I would like the number of lines in the data that contain the word "usize". Please give that number alone.

--- START ---

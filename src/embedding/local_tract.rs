//! Tract-based local embedding pipeline (fallback for musl and Intel Mac).
//!
//! Pure-Rust path: loads ONNX model with tract-onnx, tokenizes with the tokenizers crate,
//! runs inference in spawn_blocking. No ONNX Runtime or system deps.
#![cfg_attr(
    all(feature = "local-embeddings-fastembed", feature = "local-embeddings-tract"),
    allow(dead_code)
)]

use anyhow::{bail, Result};
use std::path::PathBuf;
use tract_onnx::prelude::*;

use crate::config::EmbeddingConfig;

const ALL_MINILM_REPO: &str = "sentence-transformers/all-MiniLM-L6-v2";
const ALL_MINILM_DIMS: usize = 384;
const DEFAULT_MAX_LEN: usize = 256;

/// Model manifest: name -> (onnx path in repo, tokenizer path in repo, dims).
fn model_manifest(model_name: &str) -> Result<(&'static str, &'static str, usize)> {
    match model_name {
        "all-minilm-l6-v2" => Ok(("onnx/model.onnx", "tokenizer.json", ALL_MINILM_DIMS)),
        _ => bail!(
            "Tract backend supports only all-minilm-l6-v2 for now. Requested: '{}'",
            model_name
        ),
    }
}

fn cache_dir() -> Result<PathBuf> {
    let base = std::env::var("HOME").unwrap_or_else(|_| ".".to_string());
    let dir = PathBuf::from(base)
        .join(".cache")
        .join("crawl-rag")
        .join("models");
    std::fs::create_dir_all(&dir).map_err(|e| anyhow::anyhow!("Create cache dir: {}", e))?;
    Ok(dir)
}

fn download_to_cache(repo: &str, path: &str, cache_path: &std::path::Path) -> Result<()> {
    if cache_path.exists() {
        return Ok(());
    }
    let url = format!(
        "https://huggingface.co/{}/resolve/main/{}",
        repo,
        path.replace(' ', "%20")
    );
    let resp = reqwest::blocking::get(&url)
        .map_err(|e| anyhow::anyhow!("Download {}: {}", url, e))?
        .error_for_status()
        .map_err(|e| anyhow::anyhow!("Download {}: {}", url, e))?;
    let bytes = resp
        .bytes()
        .map_err(|e| anyhow::anyhow!("Read body: {}", e))?;
    if let Some(parent) = cache_path.parent() {
        std::fs::create_dir_all(parent)
            .map_err(|e| anyhow::anyhow!("Create cache parent: {}", e))?;
    }
    std::fs::write(cache_path, &bytes).map_err(|e| anyhow::anyhow!("Write cache: {}", e))?;
    Ok(())
}

/// Ensure model and tokenizer are in cache; return (onnx path, tokenizer path).
fn ensure_cached(model_name: &str) -> Result<(PathBuf, PathBuf)> {
    let (onnx_rel, tokenizer_rel, _) = model_manifest(model_name)?;
    let dir = cache_dir()?;
    let model_dir = dir.join(model_name);
    let onnx_path = model_dir.join(onnx_rel);
    let tokenizer_path = model_dir.join(tokenizer_rel);
    download_to_cache(ALL_MINILM_REPO, onnx_rel, &onnx_path)?;
    download_to_cache(ALL_MINILM_REPO, tokenizer_rel, &tokenizer_path)?;
    Ok((onnx_path, tokenizer_path))
}

/// Run tract-based local embedding. Called from embedding.rs when `local-embeddings-tract` is enabled.
pub async fn embed_local_tract(
    config: &EmbeddingConfig,
    texts: &[String],
) -> Result<Vec<Vec<f32>>> {
    let model_name = config
        .model
        .clone()
        .unwrap_or_else(|| "all-minilm-l6-v2".to_string());
    let batch_size = config.batch_size;
    let texts = texts.to_vec();

    tokio::task::spawn_blocking(move || run_tract_embed(&model_name, batch_size, &texts)).await?
}

fn run_tract_embed(model_name: &str, batch_size: usize, texts: &[String]) -> Result<Vec<Vec<f32>>> {
    let (_dims_name, dims) = model_manifest(model_name).map(|(_, _, d)| ((), d))?;
    let (onnx_path, tokenizer_path) = ensure_cached(model_name)?;

    let tokenizer = tokenizers::Tokenizer::from_file(tokenizer_path.to_str().unwrap())
        .map_err(|e| anyhow::anyhow!("Load tokenizer: {}", e))?;

    let model = tract_onnx::onnx()
        .model_for_path(onnx_path)
        .map_err(|e| anyhow::anyhow!("Load ONNX: {}", e))?
        .into_optimized()
        .map_err(|e| anyhow::anyhow!("Optimize: {}", e))?
        .into_runnable()
        .map_err(|e| anyhow::anyhow!("Build tract runnable: {}", e))?;

    let mut all_embeddings = Vec::with_capacity(texts.len());

    for chunk in texts.chunks(batch_size) {
        let encodings: Vec<_> = chunk
            .iter()
            .map(|s| {
                tokenizer
                    .encode(s.as_str(), true)
                    .map_err(|e| anyhow::anyhow!("Tokenize: {}", e))
            })
            .collect::<Result<Vec<_>>>()?;

        let max_len = encodings
            .iter()
            .map(|e| e.get_ids().len())
            .max()
            .unwrap_or(1)
            .min(DEFAULT_MAX_LEN);

        let batch_size_actual = encodings.len();
        let mut input_ids = vec![0i64; batch_size_actual * max_len];
        let mut attention_mask = vec![0i64; batch_size_actual * max_len];

        for (i, enc) in encodings.iter().enumerate() {
            let ids = enc.get_ids();
            let len = ids.len().min(max_len);
            for (j, &id) in ids.iter().take(len).enumerate() {
                input_ids[i * max_len + j] = id as i64;
                attention_mask[i * max_len + j] = 1;
            }
        }

        let input_ids_tensor =
            ndarray::Array2::from_shape_vec((batch_size_actual, max_len), input_ids)
                .map_err(|e| anyhow::anyhow!("Input ids shape: {}", e))?;
        let attention_mask_tensor =
            ndarray::Array2::from_shape_vec((batch_size_actual, max_len), attention_mask)
                .map_err(|e| anyhow::anyhow!("Attention mask shape: {}", e))?;

        let input_ids_t: Tensor = input_ids_tensor.into();
        let attention_mask_t: Tensor = attention_mask_tensor.into();
        let result = model.run(tvec!(input_ids_t.into(), attention_mask_t.into()))?;

        let output = result
            .into_iter()
            .next()
            .ok_or_else(|| anyhow::anyhow!("No output tensor"))?;
        let view = output
            .to_array_view::<f32>()
            .map_err(|e| anyhow::anyhow!("Output to array: {}", e))?;

        // Output shape is often [batch, seq_len, 384] (last_hidden_state); mean-pool over seq_len.
        // Or [batch, 384] if sentence_embedding. Handle both.
        let shape = view.shape();
        if shape.len() == 2 {
            for i in 0..shape[0] {
                let row = view.slice(ndarray::s![i, ..]);
                let vec: Vec<f32> = row.iter().copied().collect();
                all_embeddings.push(normalize_l2(vec));
            }
        } else if shape.len() == 3 {
            let seq_len = shape[1];
            for (i, enc) in encodings.iter().enumerate() {
                let valid_len = enc.get_ids().len().min(seq_len).min(max_len);
                let mut sum = vec![0f32; dims];
                let mut count = 0f32;
                for j in 0..valid_len {
                    for (k, &v) in view.slice(ndarray::s![i, j, ..]).iter().enumerate() {
                        if k < dims {
                            sum[k] += v;
                        }
                    }
                    count += 1.0;
                }
                if count > 0.0 {
                    for x in &mut sum {
                        *x /= count;
                    }
                }
                all_embeddings.push(normalize_l2(sum));
            }
        } else {
            bail!("Unexpected output shape: {:?}", shape);
        }
    }

    Ok(all_embeddings)
}

fn normalize_l2(mut v: Vec<f32>) -> Vec<f32> {
    let norm: f32 = v.iter().map(|x| x * x).sum::<f32>().sqrt();
    if norm > 1e-9 {
        for x in &mut v {
            *x /= norm;
        }
    }
    v
}
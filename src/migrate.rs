//! Database schema migrations for the vector store.
//!
//! Creates all required SQLite tables (sources, crawled_pages,
//! document_chunks, chunks_fts, code_examples) and is safe to run
//! repeatedly. The graph store's schema is separate and lives in
//! `graph_store.rs`, applied against Neo4j instead of SQLite.

use anyhow::Result;

use crate::config::Config;
use crate::db;

pub async fn run_migrations(config: &Config) -> Result<()> {
    let pool = db::connect(config).await?;

    sqlx::query(
        r#"
        CREATE TABLE IF NOT EXISTS sources (
            source_id TEXT PRIMARY KEY,
            summary TEXT,
            total_word_count INTEGER NOT NULL DEFAULT 0,
            first_crawled_at INTEGER NOT NULL,
            last_crawled_at INTEGER NOT NULL
        )
        "#,
    )
    .execute(&pool)
    .await?;

    sqlx::query(
        r#"
        CREATE TABLE IF NOT EXISTS crawled_pages (
            id TEXT PRIMARY KEY,
            source_id TEXT NOT NULL,
            url TEXT NOT NULL UNIQUE,
            title TEXT,
            crawled_at INTEGER NOT NULL,
            FOREIGN KEY (source_id) REFERENCES sources(source_id)
        )
        "#,
    )
    .execute(&pool)
    .await?;

    sqlx::query(
        r#"
        CREATE TABLE IF NOT EXISTS document_chunks (
            id TEXT PRIMARY KEY,
            document_id TEXT NOT NULL,
            url TEXT NOT NULL,
            source_id TEXT NOT NULL,
            chunk_index INTEGER NOT NULL,
            text TEXT NOT NULL,
            metadata_json TEXT NOT NULL DEFAULT '{}',
            embedding BLOB,
            UNIQUE(document_id, chunk_index),
            FOREIGN KEY (document_id) REFERENCES crawled_pages(id)
        )
        "#,
    )
    .execute(&pool)
    .await?;

    sqlx::query(
        r#"
        CREATE TABLE IF NOT EXISTS code_examples (
            id TEXT PRIMARY KEY,
            document_id TEXT NOT NULL,
            url TEXT NOT NULL,
            source_id TEXT NOT NULL,
            chunk_index INTEGER NOT NULL,
            language TEXT,
            code TEXT NOT NULL,
            summary TEXT NOT NULL,
            embedding BLOB,
            UNIQUE(url, chunk_index),
            FOREIGN KEY (document_id) REFERENCES crawled_pages(id)
        )
        "#,
    )
    .execute(&pool)
    .await?;

    let fts_exists: bool = sqlx::query_scalar(
        "SELECT COUNT(*) > 0 FROM sqlite_master WHERE type='table' AND name='chunks_fts'",
    )
    .fetch_one(&pool)
    .await?;

    if !fts_exists {
        sqlx::query(
            r#"
            CREATE VIRTUAL TABLE chunks_fts USING fts5(
                chunk_id UNINDEXED,
                document_id UNINDEXED,
                text
            )
            "#,
        )
        .execute(&pool)
        .await?;
    }

    let code_fts_exists: bool = sqlx::query_scalar(
        "SELECT COUNT(*) > 0 FROM sqlite_master WHERE type='table' AND name='code_examples_fts'",
    )
    .fetch_one(&pool)
    .await?;

    if !code_fts_exists {
        sqlx::query(
            r#"
            CREATE VIRTUAL TABLE code_examples_fts USING fts5(
                code_id UNINDEXED,
                document_id UNINDEXED,
                code,
                summary
            )
            "#,
        )
        .execute(&pool)
        .await?;
    }

    sqlx::query("CREATE INDEX IF NOT EXISTS idx_crawled_pages_source_id ON crawled_pages(source_id)")
        .execute(&pool)
        .await?;
    sqlx::query(
        "CREATE INDEX IF NOT EXISTS idx_document_chunks_document_id ON document_chunks(document_id)",
    )
    .execute(&pool)
    .await?;
    sqlx::query(
        "CREATE INDEX IF NOT EXISTS idx_document_chunks_source_id ON document_chunks(source_id)",
    )
    .execute(&pool)
    .await?;
    sqlx::query(
        "CREATE INDEX IF NOT EXISTS idx_code_examples_document_id ON code_examples(document_id)",
    )
    .execute(&pool)
    .await?;

    pool.close().await;
    Ok(())
}
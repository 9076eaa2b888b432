//! Crawling: strategy selection (C9) and the orchestrator that wraps it
//! with memory-adaptive throttling, stealth mode, and multi-URL
//! configuration (C10).

pub mod fetch;
pub mod orchestrator;
pub mod strategy;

--- END ---

-- OUTPUT --
4